WHAT TO WORK ON:
For the string "PolicySnapshot", report how many lines in the records below contain it, and nothing more.
═════ PROVIDED MATERIAL ═════
//! Parallel rollout coordination
//!
//! Fans out one worker thread per trajectory, each bound to its own fresh
//! environment and a frozen copy of the policy rebuilt from a
//! [`PolicySnapshot`], then fans the per-worker results back in through a
//! single result channel.
//!
//! The coordinator blocks twice: once draining exactly B results, and once
//! joining every worker after releasing them. A worker holds its resources
//! alive until the drain completes, and no worker from one outer batch can
//! outlive the batch. There is no cancellation or timeout; liveness is
//! bounded by the rollout horizon.

use anyhow::{anyhow, Result};
use crossbeam_channel::{Receiver, Sender};
use rand::rngs::StdRng;
use rand::SeedableRng;

use crate::env::Environment;
use crate::policy::{ActorCritic, ActorCriticConfig, PolicySnapshot};
use crate::rollout::episode::generate_episode;
use crate::rollout::estimator::{estimate, AdvantageKind};
use crate::rollout::Batch;

/// Estimator configuration shipped to every worker.
#[derive(Debug, Clone, Copy)]
pub struct EstimatorSettings {
    /// Advantage baseline
    pub kind: AdvantageKind,

    /// Whether the critic baseline is enabled
    pub use_critic: bool,

    /// Discount factor
    pub lam: f32,
}

/// Everything one rollout worker needs, passed by value.
///
/// No worker ever holds a live reference into the trainer's mutable
/// parameters; the snapshot is its own detached copy.
struct RolloutTask<E> {
    snapshot: PolicySnapshot,
    arch: ActorCriticConfig,
    env: E,
    horizon: usize,
    worker_id: usize,
    seed: u64,
    settings: EstimatorSettings,
}

/// Collect one outer batch of `envs.len()` trajectories in parallel.
///
/// Each environment is consumed by exactly one worker. Per-step targets and
/// advantages are computed inside the worker, under the same frozen policy
/// that sampled the actions; merge order is completion order. Worker seeds
/// derive from `seed` plus the worker index, so a fixed seed gives a
/// reproducible batch.
pub fn collect_batch<E>(
    snapshot: &PolicySnapshot,
    arch: &ActorCriticConfig,
    envs: Vec<E>,
    horizon: usize,
    seed: u64,
    settings: EstimatorSettings,
) -> Result<Batch>
where
    E: Environment + Send + 'static,
{
    let num_workers = envs.len();
    let (result_tx, result_rx) = crossbeam_channel::unbounded::<Result<Batch>>();
    let (release_tx, release_rx) = crossbeam_channel::bounded::<()>(0);

    let mut handles = Vec::with_capacity(num_workers);
    for (worker_id, env) in envs.into_iter().enumerate() {
        let task = RolloutTask {
            snapshot: snapshot.clone(),
            arch: arch.unseeded(),
            env,
            horizon,
            worker_id,
            seed: seed.wrapping_add(worker_id as u64),
            settings,
        };
        let tx = result_tx.clone();
        let release = release_rx.clone();
        handles.push(std::thread::spawn(move || rollout_worker(task, tx, release)));
    }
    drop(result_tx);
    drop(release_rx);

    // First blocking point: drain exactly one result per worker.
    let mut batch = Batch::new(arch.state_size as usize);
    for _ in 0..num_workers {
        let segment = result_rx
            .recv()
            .map_err(|_| anyhow!("rollout worker exited without sending a result"))??;
        batch.merge(segment);
    }

    // Release the workers, then the second blocking point: join them all so
    // no worker survives into the next outer batch.
    drop(release_tx);
    for handle in handles {
        handle.join().map_err(|_| anyhow!("rollout worker panicked"))?;
    }

    tracing::debug!(steps = batch.len(), workers = num_workers, "merged rollout batch");
    Ok(batch)
}

fn rollout_worker<E: Environment>(
    mut task: RolloutTask<E>,
    tx: Sender<Result<Batch>>,
    release: Receiver<()>,
) {
    let outcome = run_rollout(&mut task);
    let _ = tx.send(outcome);
    // Park until the coordinator has drained every result.
    let _ = release.recv();
}

fn run_rollout<E: Environment>(task: &mut RolloutTask<E>) -> Result<Batch> {
    let mut policy = ActorCritic::new(&task.arch);
    policy.load_snapshot(&task.snapshot)?;
    policy.freeze();

    let mut rng = StdRng::seed_from_u64(task.seed);
    let trajectory = generate_episode(&policy, &mut task.env, task.horizon, &mut rng)?;
    let estimates = estimate(
        &trajectory,
        &policy,
        task.settings.kind,
        task.settings.use_critic,
        task.settings.lam,
    )?;

    let mut segment = Batch::new(task.arch.state_size as usize);
    segment.push_trajectory(&trajectory, &estimates.targets, &estimates.advantages);
    tracing::trace!(
        worker = task.worker_id,
        steps = trajectory.len(),
        "rollout finished"
    );
    Ok(segment)
}

#[cfg(test)]
mod tests {
    use super::*;
    use crate::env::{Environment, MazeSimulator};

    /// Goal is walled off, so every trajectory truncates at the horizon.
    fn unreachable_goal() -> MazeSimulator {
        MazeSimulator::from_map(&[
            "WWWWWWW",
            "WS    W",
            "WWWWWWW",
            "WG    W",
            "WWWWWWW",
        ])
        .unwrap()
    }

    fn settings() -> EstimatorSettings {
        EstimatorSettings { kind: AdvantageKind::MonteCarlo, use_critic: false, lam: 0.9 }
    }

    #[test]
    fn test_merged_length_is_sum_of_trajectory_lengths() {
        let template = unreachable_goal();
        let arch = ActorCriticConfig::new(
            template.state_size() as i64,
            template.num_actions() as i64,
        )
        .hidden_dim(16)
        .seed(5);
        let snapshot = ActorCritic::new(&arch).snapshot();

        let horizon = 6;
        for workers in [1usize, 5, 20] {
            let envs: Vec<_> = (0..workers).map(|_| template.generate_fresh()).collect();
            let batch =
                collect_batch(&snapshot, &arch, envs, horizon, 17, settings()).unwrap();

            // Every trajectory truncates at exactly `horizon` steps here.
            assert_eq!(batch.len(), workers * horizon);
            assert_eq!(batch.states.len(), batch.len() * template.state_size());
            assert_eq!(batch.rewards.len(), batch.len());
            assert_eq!(batch.targets.len(), batch.len());
            assert_eq!(batch.advantages.len(), batch.len());
        }
    }

    #[test]
    fn test_collection_is_deterministic_per_seed() {
        let template = unreachable_goal();
        let arch = ActorCriticConfig::new(
            template.state_size() as i64,
            template.num_actions() as i64,
        )
        .hidden_dim(16)
        .seed(5);
        let snapshot = ActorCritic::new(&arch).snapshot();

        let mut collect = || {
            let envs: Vec<_> = (0..4).map(|_| template.generate_fresh()).collect();
            collect_batch(&snapshot, &arch, envs, 5, 99, settings()).unwrap()
        };

        let first = collect();
        let second = collect();

        // Merge order may differ between runs, so compare order-insensitive
        // aggregates.
        assert_eq!(first.len(), second.len());
        let sum = |b: &Batch| b.rewards.iter().sum::<f32>();
        assert!((sum(&first) - sum(&second)).abs() < 1e-5);
    }

    #[test]
    fn test_empty_env_set_produces_empty_batch() {
        let template = unreachable_goal();
        let arch = ActorCriticConfig::new(
            template.state_size() as i64,
            template.num_actions() as i64,
        )
        .hidden_dim(16);
        let snapshot = ActorCritic::new(&arch).snapshot();

        let batch =
            collect_batch::<MazeSimulator>(&snapshot, &arch, Vec::new(), 5, 0, settings())
                .unwrap();
        assert!(batch.is_empty());
    }
}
═════
RESPONSE TO THE EXERCISE:
4